Zoca

Personal information
- Full name: Jair Arantes do Nascimento
- Date of birth: 22 July 1942
- Place of birth: Três Corações, Minas Gerais, Brazil
- Date of death: 25 March 2020 (aged 77)
- Place of death: Santos, São Paulo, Brazil
- Height: 1.71 m (5 ft 7 in)
- Position: Forward

Youth career
- –1957: Noroeste

Senior career*
- Years: Team / Apps / (Gls)
- 1957–1960: Portuguesa Santista / 78 / (67)
- 1960–1966: Santos / 80 / (46)

Managerial career
- 1979–1981: Manhattanville Valiants
- 1982: LIU Brooklyn Blackbirds (assistant)

= Zoca =

Brazilian footballer (1942–2020)

Jair Arantes do Nascimento (22 July 1942 – 25 March 2020), known as Zoca, was a Brazilian professional football coach and player who played as a forward. He was the brother of Pelé and son of Dondinho.

==Footballing career==
Zoca was born in Três Corações, Minas Gerais, two years after his older brother, legendary Brazilian footballer Pelé. He grew up in the Bauru municipality in São Paulo state as a child, joining the youth academy of Noroeste in the 1950s. He moved to Santos, São Paulo, joining Portuguesa Santista, where he played for four seasons before following in his brother's footsteps and signing for Santos in 1960.

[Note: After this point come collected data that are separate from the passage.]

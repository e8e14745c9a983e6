//! Asynchronous query execution.
//!
//! Hides the submit / poll / fetch protocol of the query service behind one
//! call. The executor keeps no state between calls: each execution owns its
//! handle and result set, so one executor can be shared across tasks.
//!
//! Timing out client-side does not stop the query on the service. Use
//! [`AsyncQueryExecutor::cancel`] when that matters.

use std::sync::Arc;
use std::time::{Duration, Instant};

use tracing::{debug, info, warn};

use crate::error::{QueryError, Result, ServiceError, UNKNOWN_REASON};
use crate::query::ResultSet;
use crate::service::{QueryHandle, QueryService, QueryState, QueryStatus, QuerySubmission};

/// Default delay between polls.
pub const DEFAULT_POLL_INTERVAL: Duration = Duration::from_secs(1);

/// Default number of polls before giving up.
pub const DEFAULT_MAX_ATTEMPTS: u32 = 300;

/// How long to wait for a submitted query to reach a terminal state.
#[derive(Debug, Clone, Copy, PartialEq, Eq)]
pub struct PollPolicy {
    /// Minimum delay between successive polls.
    pub poll_interval: Duration,
    /// Upper bound on the number of polls.
    pub max_attempts: u32,
}

impl Default for PollPolicy {
    fn default() -> Self {
        Self {
            poll_interval: DEFAULT_POLL_INTERVAL,
            max_attempts: DEFAULT_MAX_ATTEMPTS,
        }
    }
}

impl PollPolicy {
    pub fn new(poll_interval: Duration, max_attempts: u32) -> Self {
        Self {
            poll_interval,
            max_attempts,
        }
    }

    /// Rejects a zero interval or a zero attempt bound.
    pub fn validate(&self) -> Result<()> {
        if self.poll_interval.is_zero() {
            return Err(QueryError::invalid_request("poll interval must be greater than zero"));
        }
        if self.max_attempts == 0 {
            return Err(QueryError::invalid_request("max attempts must be greater than zero"));
        }
        Ok(())
    }

    /// Upper bound on the time spent sleeping between polls, or `None` if
    /// it does not fit in a `Duration`.
    pub fn max_wait(&self) -> Option<Duration> {
        self.poll_interval
            .checked_mul(self.max_attempts.saturating_sub(1))
    }
}

/// A query that reached SUCCEEDED without its results being fetched.
#[derive(Debug, Clone, PartialEq, Eq)]
pub struct Completion {
    pub handle: QueryHandle,
    /// Number of polls it took to observe SUCCEEDED.
    pub polls: u32,
}

/// Runs statements against a query service.
#[derive(Clone)]
pub struct AsyncQueryExecutor {
    service: Arc<dyn QueryService>,
}

impl AsyncQueryExecutor {
    /// Creates an executor over the given service.
    pub fn new(service: Arc<dyn QueryService>) -> Self {
        Self { service }
    }

    /// Executes one statement to completion and returns all of its rows.
    ///
    /// `dataset` is `None` for statements that manage the namespace itself.
    pub async fn execute(
        &self,
        statement: &str,
        dataset: Option<&str>,
        output_location: &str,
        poll_interval: Duration,
        max_attempts: u32,
    ) -> Result<ResultSet> {
        let submission = QuerySubmission {
            statement: statement.to_string(),
            dataset: dataset.map(String::from),
            output_location: output_location.to_string(),
        };
        self.execute_submission(&submission, &PollPolicy::new(poll_interval, max_attempts))
            .await
    }

    /// Executes a prepared submission: submit, wait for SUCCEEDED, fetch all pages.
    pub async fn execute_submission(
        &self,
        submission: &QuerySubmission,
        policy: &PollPolicy,
    ) -> Result<ResultSet> {
        let start = Instant::now();
        let completion = self.run_to_completion(submission, policy).await?;
        let result = self.fetch_all(&completion.handle).await?;

        info!(
            handle = %completion.handle,
            rows = result.len(),
            elapsed_ms = start.elapsed().as_millis() as u64,
            "Query results retrieved"
        );
        Ok(result)
    }

    /// Submits and waits for SUCCEEDED without fetching anything.
    ///
    /// Used for definition statements, where completion itself is the result.
    pub async fn run_to_completion(
        &self,
        submission: &QuerySubmission,
        policy: &PollPolicy,
    ) -> Result<Completion> {
        validate_submission(submission)?;
        policy.validate()?;

        let handle = self
            .service
            .submit(submission)
            .await
            .map_err(QueryError::SubmissionTransport)?;
        info!(
            handle = %handle,
            dataset = submission.dataset.as_deref().unwrap_or("-"),
            "Query submitted"
        );

        let polls = self.wait_for(&handle, policy).await?;
        Ok(Completion { handle, polls })
    }

    /// Polls `handle` until it reaches a terminal state or the policy runs out.
    ///
    /// Returns the number of polls made. Safe to call again after a
    /// `PollTimeout` or `PollTransport` error; nothing is resubmitted.
    pub async fn wait_for(&self, handle: &QueryHandle, policy: &PollPolicy) -> Result<u32> {
        policy.validate()?;

        for attempt in 1..=policy.max_attempts {
            let status = self.status(handle).await?;
            debug!(handle = %handle, attempt, state = %status.state, "Polled query");

            match status.state {
                QueryState::Running => {
                    if attempt < policy.max_attempts {
                        tokio::time::sleep(policy.poll_interval).await;
                    }
                }
                QueryState::Succeeded => {
                    info!(handle = %handle, polls = attempt, "Query succeeded");
                    return Ok(attempt);
                }
                QueryState::Failed => {
                    let reason = status.reason.unwrap_or_else(|| UNKNOWN_REASON.to_string());
                    warn!(handle = %handle, %reason, "Query failed");
                    return Err(QueryError::QueryFailed {
                        handle: handle.clone(),
                        reason,
                    });
                }
                QueryState::Cancelled => {
                    let reason = status.reason.unwrap_or_else(|| UNKNOWN_REASON.to_string());
                    warn!(handle = %handle, %reason, "Query cancelled");
                    return Err(QueryError::QueryCancelled {
                        handle: handle.clone(),
                        reason,
                    });
                }
            }
        }

        warn!(
            handle = %handle,
            attempts = policy.max_attempts,
            "Query still running, giving up"
        );
        Err(QueryError::PollTimeout {
            handle: handle.clone(),
            attempts: policy.max_attempts,
        })
    }

    /// Reads the current state of a query once.
    pub async fn status(&self, handle: &QueryHandle) -> Result<QueryStatus> {
        self.service
            .poll(handle)
            .await
            .map_err(|source| QueryError::PollTransport {
                handle: handle.clone(),
                source,
            })
    }

    /// Fetches every result page of a succeeded query, in token order.
    pub async fn fetch_all(&self, handle: &QueryHandle) -> Result<ResultSet> {
        let mut result = ResultSet::new();
        let mut token: Option<String> = None;
        let mut first_page = true;

        loop {
            let page = self
                .service
                .fetch_page(handle, token.as_deref())
                .await
                .map_err(|source| QueryError::FetchTransport {
                    handle: handle.clone(),
                    source,
                })?;
            debug!(handle = %handle, rows = page.rows.len(), first_page, "Fetched result page");

            result.push_page(page.rows, first_page);
            first_page = false;

            match page.next_token {
                Some(next) if token.as_deref() == Some(next.as_str()) => {
                    return Err(QueryError::FetchTransport {
                        handle: handle.clone(),
                        source: ServiceError::decode(format!(
                            "Service repeated continuation token {next}"
                        )),
                    });
                }
                Some(next) => token = Some(next),
                None => break,
            }
        }

        Ok(result)
    }

    /// Asks the service to stop a query. Never called implicitly.
    pub async fn cancel(&self, handle: &QueryHandle) -> Result<()> {
        self.service
            .cancel(handle)
            .await
            .map_err(|source| QueryError::PollTransport {
                handle: handle.clone(),
                source,
            })?;
        info!(handle = %handle, "Cancellation requested");
        Ok(())
    }
}

fn validate_submission(submission: &QuerySubmission) -> Result<()> {
    if submission.statement.trim().is_empty() {
        return Err(QueryError::invalid_request("statement must not be empty"));
    }
    if submission.output_location.trim().is_empty() {
        return Err(QueryError::invalid_request("output location must not be empty"));
    }
    if submission.dataset.as_deref().is_some_and(|d| d.trim().is_empty()) {
        return Err(QueryError::invalid_request("dataset must not be blank"));
    }
    Ok(())
}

He made his debut for Santos on 10 April 1961, coming on as a substitute for Coutinho in a 6–1 win over America-RJ. In the last minute of the game, Santos won a penalty, and though he stepped up to take it, Zoca failed to convert from the spot. Between April and June 1962, with seven members of the Santos squad at the 1962 FIFA World Cup, Zoca was given a run in the squad for the Copa São Paulo. His first official goal for Santos came in this competition, scoring in a 2–1 loss to Corinthians de Presidente Prudente. In total, he scored 77 goals in 85 games for Santos (including matches with the reserve team, where he featured for the most part of his spell at the club), before retiring in 1966 to focus on supporting his brother's career.

==Later life and death==
Zoca received degrees in marketing and law from the Catholic University of Santos and University of São Paulo, respectively. He worked as his brother's business manager during his time with the New York Cosmos.

In 1979, with Zoca looking to study English at the Manhattanville College in Purchase, New York, the athletic director of the college, Joe Daunic, reached out and offered him the chance to coach the college women's soccer team while he studied, in an attempt to improve his English by immersing himself. Initially reluctant, Zoca eventually agreed, going on to manage the side for three seasons. In 1982, he was the assistant of the Long Island University women's soccer team.

Zoca died on 25 March 2020, after suffering with prostate cancer.